» **What to work on**
Beneath this task are records; count the lines among them that contain the word "crate" and answer with the number only.

» **Source records**
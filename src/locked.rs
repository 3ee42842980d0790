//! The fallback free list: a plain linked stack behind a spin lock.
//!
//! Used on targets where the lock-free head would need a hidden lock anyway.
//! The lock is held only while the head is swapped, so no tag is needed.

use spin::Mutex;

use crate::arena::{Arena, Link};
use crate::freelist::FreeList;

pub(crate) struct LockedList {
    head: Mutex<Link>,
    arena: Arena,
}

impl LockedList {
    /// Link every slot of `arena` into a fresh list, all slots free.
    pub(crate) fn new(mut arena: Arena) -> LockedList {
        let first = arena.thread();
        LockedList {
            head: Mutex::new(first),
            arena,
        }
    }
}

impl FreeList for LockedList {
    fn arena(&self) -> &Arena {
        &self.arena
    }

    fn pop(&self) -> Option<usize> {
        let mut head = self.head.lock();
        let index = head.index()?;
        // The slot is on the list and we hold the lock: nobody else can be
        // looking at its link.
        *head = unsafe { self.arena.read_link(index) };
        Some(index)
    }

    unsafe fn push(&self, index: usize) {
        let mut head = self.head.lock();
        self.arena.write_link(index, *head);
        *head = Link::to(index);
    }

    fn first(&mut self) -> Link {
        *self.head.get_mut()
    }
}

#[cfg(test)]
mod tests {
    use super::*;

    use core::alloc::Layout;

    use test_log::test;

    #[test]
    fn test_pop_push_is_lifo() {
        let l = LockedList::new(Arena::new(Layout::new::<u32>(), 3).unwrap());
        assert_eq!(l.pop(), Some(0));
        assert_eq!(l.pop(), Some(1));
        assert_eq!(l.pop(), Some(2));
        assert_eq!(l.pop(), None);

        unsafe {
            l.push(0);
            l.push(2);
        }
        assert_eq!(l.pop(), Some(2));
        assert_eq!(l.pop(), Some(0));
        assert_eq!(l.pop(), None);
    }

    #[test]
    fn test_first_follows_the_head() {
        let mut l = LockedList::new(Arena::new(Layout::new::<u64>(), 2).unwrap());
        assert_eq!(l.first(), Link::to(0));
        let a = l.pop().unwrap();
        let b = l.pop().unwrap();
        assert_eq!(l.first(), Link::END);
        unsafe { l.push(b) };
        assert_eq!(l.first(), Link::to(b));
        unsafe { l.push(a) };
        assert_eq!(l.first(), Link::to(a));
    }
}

» **Response**
4